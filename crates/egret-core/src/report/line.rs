//! Classification of individual engine diagnostic lines.
//!
//! The engine marks embedded example strings and suggested fixes with
//! literal prefixes followed by a colon-delimited payload. Classifying each
//! line once into a [`DiagnosticLine`] keeps the prefix handling in one
//! place.

/// Prefix of an example that must be validated together with its neighbour.
pub const ANCHOR_EXAMPLE_MARKER: &str = "...String with";

/// Prefix of a standalone example string.
pub const EXAMPLE_MARKER: &str = "...Example";

/// Prefix of a suggested replacement pattern.
pub const SUGGESTED_FIX_MARKER: &str = "...Suggested fix";

/// One line of engine output, tagged by what it carries.
///
/// # Example
///
/// ```
/// use egret_core::DiagnosticLine;
///
/// let line = DiagnosticLine::classify("...Example: abc");
/// assert_eq!(line.payload(), Some("abc"));
/// ```
#[derive(Debug, Clone, Copy, PartialEq, Eq)]
pub enum DiagnosticLine<'a> {
    /// Any line without a recognised marker.
    PlainAlert(&'a str),
    /// An example that is validated in a pair with the next anchor line.
    AnchorExample {
        /// The full line.
        text: &'a str,
        /// The example string embedded in the line.
        payload: &'a str,
    },
    /// A standalone example string.
    Example {
        /// The full line.
        text: &'a str,
        /// The example string embedded in the line.
        payload: &'a str,
    },
    /// A suggested replacement pattern.
    SuggestedFix {
        /// The full line.
        text: &'a str,
        /// The suggested pattern embedded in the line.
        payload: &'a str,
    },
}

impl<'a> DiagnosticLine<'a> {
    /// Classifies a raw line by its marker prefix.
    ///
    /// A marked line without a colon has no payload and is classified as a
    /// plain alert.
    #[must_use]
    pub fn classify(text: &'a str) -> Self {
        let Some(payload) = extract_payload(text) else {
            return Self::PlainAlert(text);
        };
        if text.starts_with(ANCHOR_EXAMPLE_MARKER) {
            Self::AnchorExample { text, payload }
        } else if text.starts_with(EXAMPLE_MARKER) {
            Self::Example { text, payload }
        } else if text.starts_with(SUGGESTED_FIX_MARKER) {
            Self::SuggestedFix { text, payload }
        } else {
            Self::PlainAlert(text)
        }
    }

    /// Returns the full line text.
    #[must_use]
    pub const fn text(&self) -> &'a str {
        match self {
            Self::PlainAlert(text)
            | Self::AnchorExample { text, .. }
            | Self::Example { text, .. }
            | Self::SuggestedFix { text, .. } => *text,
        }
    }

    /// Returns the embedded payload, if the line carries one.
    #[must_use]
    pub const fn payload(&self) -> Option<&'a str> {
        match self {
            Self::PlainAlert(_) => None,
            Self::AnchorExample { payload, .. }
            | Self::Example { payload, .. }
            | Self::SuggestedFix { payload, .. } => Some(*payload),
        }
    }
}

/// Returns the text after the first colon, minus the one separator
/// character the format reserves.
fn extract_payload(text: &str) -> Option<&str> {
    let (_, remainder) = text.split_once(':')?;
    let mut chars = remainder.chars();
    chars.next();
    Some(chars.as_str())
}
━━━━━━━━━━
Task —
Go through the entries above and report each line with the string "carries" in it.

Output —
/// One line of engine output, tagged by what it carries.
    /// Returns the embedded payload, if the line carries one.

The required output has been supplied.